··· STORED DATA ···

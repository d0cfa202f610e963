/*
 * Responsibility
 * - GET /health (liveness probe; deliberately outside the auth guard)
 */
use axum::{Json, http::StatusCode, response::IntoResponse};
use serde_json::json;

pub async fn health() -> impl IntoResponse {
    (StatusCode::OK, Json(json!({"status": "ok"})))
}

···

■ TASK INSTRUCTIONS ■
The answer should consist of all the lines above, retyped exactly.

■ TASK SOLUTION ■
repository d0cfa202f610e963
/*
 * Responsibility
 * - GET /health (liveness probe; deliberately outside the auth guard)
 */
use axum::{Json, http::StatusCode, response::IntoResponse};
use serde_json::json;

pub async fn health() -> impl IntoResponse {
    (StatusCode::OK, Json(json!({"status": "ok"})))
}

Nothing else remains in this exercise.